» TASK OBJECTIVE
Starting at the line with "filename crates/sinemtf-mtf/src/rectify.rs" and going on through the line with "in one pass.", reproduce each line in the records below exactly and nothing more.

» AVAILABLE RECORDS
------------------------------------------------------------

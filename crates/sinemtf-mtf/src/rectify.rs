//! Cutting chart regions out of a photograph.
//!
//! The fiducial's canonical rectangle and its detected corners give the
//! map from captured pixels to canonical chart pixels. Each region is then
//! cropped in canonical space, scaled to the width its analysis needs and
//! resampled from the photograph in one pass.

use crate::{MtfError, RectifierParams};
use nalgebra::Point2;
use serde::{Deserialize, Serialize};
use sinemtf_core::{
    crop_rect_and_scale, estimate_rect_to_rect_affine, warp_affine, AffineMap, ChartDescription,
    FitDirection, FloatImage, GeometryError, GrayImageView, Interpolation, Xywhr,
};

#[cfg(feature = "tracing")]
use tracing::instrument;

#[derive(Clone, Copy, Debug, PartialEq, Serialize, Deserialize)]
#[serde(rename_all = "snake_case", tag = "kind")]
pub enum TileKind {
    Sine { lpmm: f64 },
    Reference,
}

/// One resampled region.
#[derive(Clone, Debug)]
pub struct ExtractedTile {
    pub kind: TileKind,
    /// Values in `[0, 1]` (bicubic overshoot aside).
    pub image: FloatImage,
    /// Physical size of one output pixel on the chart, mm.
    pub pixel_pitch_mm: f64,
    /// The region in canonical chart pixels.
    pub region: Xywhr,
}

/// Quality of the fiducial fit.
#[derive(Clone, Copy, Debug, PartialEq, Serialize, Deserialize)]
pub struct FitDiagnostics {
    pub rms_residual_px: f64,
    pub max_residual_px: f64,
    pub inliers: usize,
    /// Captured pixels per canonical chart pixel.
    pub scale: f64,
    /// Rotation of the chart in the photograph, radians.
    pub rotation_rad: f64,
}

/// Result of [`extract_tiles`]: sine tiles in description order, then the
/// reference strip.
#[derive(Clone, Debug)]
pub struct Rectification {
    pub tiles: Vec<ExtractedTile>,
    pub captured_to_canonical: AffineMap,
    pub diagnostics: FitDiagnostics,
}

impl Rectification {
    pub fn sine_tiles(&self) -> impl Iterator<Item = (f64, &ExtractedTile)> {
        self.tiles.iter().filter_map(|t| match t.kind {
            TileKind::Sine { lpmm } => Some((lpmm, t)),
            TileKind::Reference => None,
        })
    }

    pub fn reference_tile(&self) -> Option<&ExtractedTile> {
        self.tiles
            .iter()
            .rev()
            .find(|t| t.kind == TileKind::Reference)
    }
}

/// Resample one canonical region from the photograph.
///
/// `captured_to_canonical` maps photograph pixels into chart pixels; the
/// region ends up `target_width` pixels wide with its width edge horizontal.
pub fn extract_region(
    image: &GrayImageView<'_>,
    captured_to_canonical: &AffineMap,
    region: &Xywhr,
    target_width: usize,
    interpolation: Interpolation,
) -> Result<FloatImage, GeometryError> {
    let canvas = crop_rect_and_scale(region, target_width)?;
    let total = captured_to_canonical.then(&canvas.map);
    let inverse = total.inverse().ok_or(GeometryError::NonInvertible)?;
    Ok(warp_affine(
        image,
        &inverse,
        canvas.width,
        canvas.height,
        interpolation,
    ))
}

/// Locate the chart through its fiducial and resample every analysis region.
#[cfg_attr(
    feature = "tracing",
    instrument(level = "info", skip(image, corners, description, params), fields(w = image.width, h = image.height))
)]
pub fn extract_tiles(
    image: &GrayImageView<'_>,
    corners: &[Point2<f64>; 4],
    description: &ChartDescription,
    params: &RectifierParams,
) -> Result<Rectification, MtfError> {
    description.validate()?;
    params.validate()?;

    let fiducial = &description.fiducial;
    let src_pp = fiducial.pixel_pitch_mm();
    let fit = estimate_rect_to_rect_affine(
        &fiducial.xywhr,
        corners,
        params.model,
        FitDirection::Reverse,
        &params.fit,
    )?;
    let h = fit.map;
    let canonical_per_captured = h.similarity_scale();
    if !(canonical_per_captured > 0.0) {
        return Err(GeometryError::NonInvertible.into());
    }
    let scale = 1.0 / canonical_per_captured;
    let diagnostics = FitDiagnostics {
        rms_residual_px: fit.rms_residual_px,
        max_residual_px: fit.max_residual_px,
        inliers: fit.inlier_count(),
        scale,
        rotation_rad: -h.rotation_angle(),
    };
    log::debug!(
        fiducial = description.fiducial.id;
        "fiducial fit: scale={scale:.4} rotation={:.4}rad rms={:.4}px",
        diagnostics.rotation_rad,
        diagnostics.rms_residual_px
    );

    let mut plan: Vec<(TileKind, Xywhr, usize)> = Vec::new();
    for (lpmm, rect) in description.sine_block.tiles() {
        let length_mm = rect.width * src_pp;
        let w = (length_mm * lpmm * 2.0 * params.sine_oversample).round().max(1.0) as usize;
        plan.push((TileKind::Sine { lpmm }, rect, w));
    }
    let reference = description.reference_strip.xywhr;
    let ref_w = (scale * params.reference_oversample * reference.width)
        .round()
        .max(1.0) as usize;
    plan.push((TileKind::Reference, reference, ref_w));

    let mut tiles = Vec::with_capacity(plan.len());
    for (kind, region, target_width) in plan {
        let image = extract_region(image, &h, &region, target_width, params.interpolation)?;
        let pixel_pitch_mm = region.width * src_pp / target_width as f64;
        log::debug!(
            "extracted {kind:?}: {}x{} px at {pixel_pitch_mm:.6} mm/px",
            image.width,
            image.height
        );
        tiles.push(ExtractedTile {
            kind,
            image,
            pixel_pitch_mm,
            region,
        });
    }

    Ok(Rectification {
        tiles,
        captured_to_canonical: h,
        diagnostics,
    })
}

------------------------------------------------------------

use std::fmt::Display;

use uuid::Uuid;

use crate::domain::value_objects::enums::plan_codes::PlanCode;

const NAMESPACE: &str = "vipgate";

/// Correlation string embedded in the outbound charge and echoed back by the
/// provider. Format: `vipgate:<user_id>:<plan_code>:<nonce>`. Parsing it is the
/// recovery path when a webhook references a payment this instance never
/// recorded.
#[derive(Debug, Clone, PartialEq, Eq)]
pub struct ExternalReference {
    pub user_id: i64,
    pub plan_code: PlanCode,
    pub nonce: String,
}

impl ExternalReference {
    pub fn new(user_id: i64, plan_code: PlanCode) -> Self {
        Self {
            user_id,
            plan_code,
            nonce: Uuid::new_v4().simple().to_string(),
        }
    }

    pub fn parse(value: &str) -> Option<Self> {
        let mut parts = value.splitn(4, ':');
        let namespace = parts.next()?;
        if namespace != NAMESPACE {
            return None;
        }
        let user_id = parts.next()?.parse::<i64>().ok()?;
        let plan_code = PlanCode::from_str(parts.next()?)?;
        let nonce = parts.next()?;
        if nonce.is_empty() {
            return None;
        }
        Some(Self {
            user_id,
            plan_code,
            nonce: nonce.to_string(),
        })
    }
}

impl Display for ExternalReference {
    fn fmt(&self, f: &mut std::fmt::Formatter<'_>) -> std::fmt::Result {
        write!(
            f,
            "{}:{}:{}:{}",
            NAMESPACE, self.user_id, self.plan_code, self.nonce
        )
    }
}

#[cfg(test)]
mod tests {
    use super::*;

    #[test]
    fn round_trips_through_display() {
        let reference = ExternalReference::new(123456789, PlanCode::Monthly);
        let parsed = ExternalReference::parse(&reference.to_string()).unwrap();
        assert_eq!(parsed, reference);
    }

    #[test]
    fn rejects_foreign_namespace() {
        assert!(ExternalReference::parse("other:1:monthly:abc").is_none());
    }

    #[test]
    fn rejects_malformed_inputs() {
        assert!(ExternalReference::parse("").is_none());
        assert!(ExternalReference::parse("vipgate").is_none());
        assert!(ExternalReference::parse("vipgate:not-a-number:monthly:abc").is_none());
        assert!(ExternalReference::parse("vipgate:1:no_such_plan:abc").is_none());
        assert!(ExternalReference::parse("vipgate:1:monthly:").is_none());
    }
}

------------------------------------------------------------

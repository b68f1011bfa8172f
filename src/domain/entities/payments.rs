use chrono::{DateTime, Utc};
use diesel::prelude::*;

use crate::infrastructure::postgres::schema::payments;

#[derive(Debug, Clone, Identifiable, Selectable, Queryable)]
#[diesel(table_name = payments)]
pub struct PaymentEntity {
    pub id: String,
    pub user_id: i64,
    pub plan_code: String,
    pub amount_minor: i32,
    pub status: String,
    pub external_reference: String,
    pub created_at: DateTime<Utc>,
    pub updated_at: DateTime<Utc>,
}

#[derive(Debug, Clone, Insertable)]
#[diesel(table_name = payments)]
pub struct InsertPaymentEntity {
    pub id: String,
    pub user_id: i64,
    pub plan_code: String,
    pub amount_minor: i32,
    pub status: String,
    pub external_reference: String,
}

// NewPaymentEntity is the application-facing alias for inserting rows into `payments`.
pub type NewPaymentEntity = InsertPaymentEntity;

------------------------------------------------------------

» RESULT OF THIS TASK
filename crates/sinemtf-mtf/src/rectify.rs
//! Cutting chart regions out of a photograph.
//!
//! The fiducial's canonical rectangle and its detected corners give the
//! map from captured pixels to canonical chart pixels. Each region is then
//! cropped in canonical space, scaled to the width its analysis needs and
//! resampled from the photograph in one pass.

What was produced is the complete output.